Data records

//! Persistence layer for job state.

mod json_store;

pub use json_store::JsonStore;

use async_trait::async_trait;

use crate::error::SchedResult;
use crate::job::{Job, JobFilter, JobId};

/// Trait for persistent state storage.
#[async_trait]
pub trait StateStore: Send + Sync {
    /// Save a job to the store, replacing any earlier version.
    async fn save_job(&self, job: &Job) -> SchedResult<()>;

    /// Load a job from the store.
    async fn load_job(&self, job_id: &JobId) -> SchedResult<Option<Job>>;

    /// Delete a job from the store.
    async fn delete_job(&self, job_id: &JobId) -> SchedResult<bool>;

    /// List jobs matching a filter, oldest first.
    async fn list_jobs(&self, filter: &JobFilter) -> SchedResult<Vec<Job>>;

    /// Look a job up by uuid (or its first 8 hex digits), name or queue id.
    /// Torque ids also match by their numeric part.
    ///
    /// When several jobs match, the most recently created one wins.
    async fn find(&self, query: &str) -> SchedResult<Option<Job>> {
        if let Ok(id) = JobId::parse(query) {
            return self.load_job(&id).await;
        }
        let jobs = self.list_jobs(&JobFilter::default()).await?;
        Ok(jobs
            .into_iter()
            .rev()
            .find(|job| matches_query(job, query)))
    }
}

fn matches_query(job: &Job, query: &str) -> bool {
    job.name == query
        || job
            .queue_id
            .as_deref()
            .is_some_and(|q| q == query || q.split('.').next() == Some(query))
        || (query.len() == 8 && job.id.short() == query)
}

Task prompt -> Repeat exactly the lines of the records from the one containing "job.name == query" to the last, and include no line outside that stretch.

Response to the exercise ->
    job.name == query
        || job
            .queue_id
            .as_deref()
            .is_some_and(|q| q == query || q.split('.').next() == Some(query))
        || (query.len() == 8 && job.id.short() == query)
}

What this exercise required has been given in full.